PROBLEM STATEMENT: Copy out all the lines of the data that hold the word "body".
* * * * * * *
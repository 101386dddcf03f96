//! Form payloads submitted by the HTML pages.

pub mod board;
pub mod client;
pub mod main;
pub mod products;
//! JSON API used by the board front end and sibling services.

use actix_web::http::StatusCode;
use actix_web::{HttpResponse, Responder, get, patch, post, web};
use pushkind_common::domain::auth::AuthenticatedUser;

use crate::domain::board::PointerRelease;
use crate::dto::api::{
    BoardQuery, ClientsQuery, DropRequest, DropResponse, ErrorResponse, ProductStageUpdate,
    ReturnStageUpdate,
};
use crate::repository::DieselRepository;
use crate::services::board::{DropOutcome, board_scope, drop_card, load_board};
use crate::services::{ServiceError, api as api_service, pipeline};

fn status_of(err: &ServiceError) -> StatusCode {
    match err {
        ServiceError::Unauthorized => StatusCode::UNAUTHORIZED,
        ServiceError::NotFound => StatusCode::NOT_FOUND,
        ServiceError::InvalidStage(_) => StatusCode::UNPROCESSABLE_ENTITY,
        ServiceError::Form(_) | ServiceError::TypeConstraint(_) => StatusCode::BAD_REQUEST,
        ServiceError::Persistence(err) if err.is_transient() => StatusCode::SERVICE_UNAVAILABLE,
        ServiceError::Persistence(_) => StatusCode::INTERNAL_SERVER_ERROR,
    }
}

fn error_response(err: ServiceError) -> HttpResponse {
    let status = status_of(&err);
    if status.is_server_error() {
        log::error!("API request failed: {err}");
    }
    HttpResponse::build(status).json(ErrorResponse::new(err.to_string()))
}

#[get("/v1/clients")]
pub async fn api_v1_clients(
    params: web::Query<ClientsQuery>,
    user: AuthenticatedUser,
    repo: web::Data<DieselRepository>,
) -> impl Responder {
    match api_service::list_clients(repo.get_ref(), &user, params.into_inner()) {
        Ok(response) => HttpResponse::Ok().json(response),
        Err(err) => error_response(err),
    }
}

#[get("/v1/board")]
pub async fn api_v1_board(
    params: web::Query<BoardQuery>,
    user: AuthenticatedUser,
    repo: web::Data<DieselRepository>,
) -> impl Responder {
    match board_scope(params.product).and_then(|scope| load_board(repo.get_ref(), &user, scope)) {
        Ok(board) => HttpResponse::Ok().json(board),
        Err(err) => error_response(err),
    }
}

#[get("/v1/products/{product_id}/stages")]
pub async fn api_v1_product_stages(
    product_id: web::Path<i32>,
    user: AuthenticatedUser,
    repo: web::Data<DieselRepository>,
) -> impl Responder {
    match pipeline::list_product_stages(repo.get_ref(), &user, product_id.into_inner()) {
        Ok(stages) => HttpResponse::Ok().json(stages),
        Err(err) => error_response(err),
    }
}

#[patch("/v1/clients/{client_id}/stage")]
pub async fn api_v1_set_return_stage(
    client_id: web::Path<i32>,
    user: AuthenticatedUser,
    repo: web::Data<DieselRepository>,
    web::Json(body): web::Json<ReturnStageUpdate>,
) -> impl Responder {
    match pipeline::set_return_stage(repo.get_ref(), &user, client_id.into_inner(), &body.stage) {
        Ok(client) => HttpResponse::Ok().json(client),
        Err(err) => error_response(err),
    }
}

#[patch("/v1/client-products/{client_product_id}/stage")]
pub async fn api_v1_set_product_stage(
    client_product_id: web::Path<i32>,
    user: AuthenticatedUser,
    repo: web::Data<DieselRepository>,
    web::Json(body): web::Json<ProductStageUpdate>,
) -> impl Responder {
    match pipeline::set_product_stage(
        repo.get_ref(),
        &user,
        client_product_id.into_inner(),
        body.stage_id,
    ) {
        Ok(item) => HttpResponse::Ok().json(item),
        Err(err) => error_response(err),
    }
}

/// Applies a drop and answers with the board the client should render:
/// the moved board on success, the re-fetched one on failure.
#[post("/v1/board/drop")]
pub async fn api_v1_board_drop(
    user: AuthenticatedUser,
    repo: web::Data<DieselRepository>,
    web::Json(body): web::Json<DropRequest>,
) -> impl Responder {
    let mut board = match board_scope(body.product)
        .and_then(|scope| load_board(repo.get_ref(), &user, scope))
    {
        Ok(board) => board,
        Err(err) => return error_response(err),
    };
    let release = PointerRelease {
        card_id: body.card_id,
        over: body.over,
    };

    match drop_card(repo.get_ref(), &user, &mut board, &release) {
        Ok(outcome) => HttpResponse::Ok().json(DropResponse {
            moved: matches!(outcome, DropOutcome::Moved(_)),
            board,
        }),
        Err(err) => {
            let status = status_of(&err);
            if status.is_server_error() {
                log::error!("Failed to apply drop of card {}: {err}", release.card_id);
            }
            HttpResponse::build(status).json(ErrorResponse {
                error: err.to_string(),
                board: Some(board),
            })
        }
    }
}

#[cfg(test)]
mod tests {
    use super::*;
    use crate::repository::errors::RepositoryError;

    #[test]
    fn service_errors_map_to_status_codes() {
        assert_eq!(status_of(&ServiceError::NotFound), StatusCode::NOT_FOUND);
        assert_eq!(
            status_of(&ServiceError::InvalidStage("bogus".into())),
            StatusCode::UNPROCESSABLE_ENTITY
        );
        assert_eq!(status_of(&ServiceError::Unauthorized), StatusCode::UNAUTHORIZED);
        assert_eq!(
            status_of(&ServiceError::Persistence(RepositoryError::Busy(
                "database is locked".into()
            ))),
            StatusCode::SERVICE_UNAVAILABLE
        );
        assert_eq!(
            status_of(&ServiceError::Persistence(RepositoryError::InvalidRow(
                "unknown stage".into()
            ))),
            StatusCode::INTERNAL_SERVER_ERROR
        );
    }
}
* * * * * * *
WORKED SOLUTION:
    web::Json(body): web::Json<ReturnStageUpdate>,
    match pipeline::set_return_stage(repo.get_ref(), &user, client_id.into_inner(), &body.stage) {
    web::Json(body): web::Json<ProductStageUpdate>,
        body.stage_id,
    web::Json(body): web::Json<DropRequest>,
    let mut board = match board_scope(body.product)
        card_id: body.card_id,
        over: body.over,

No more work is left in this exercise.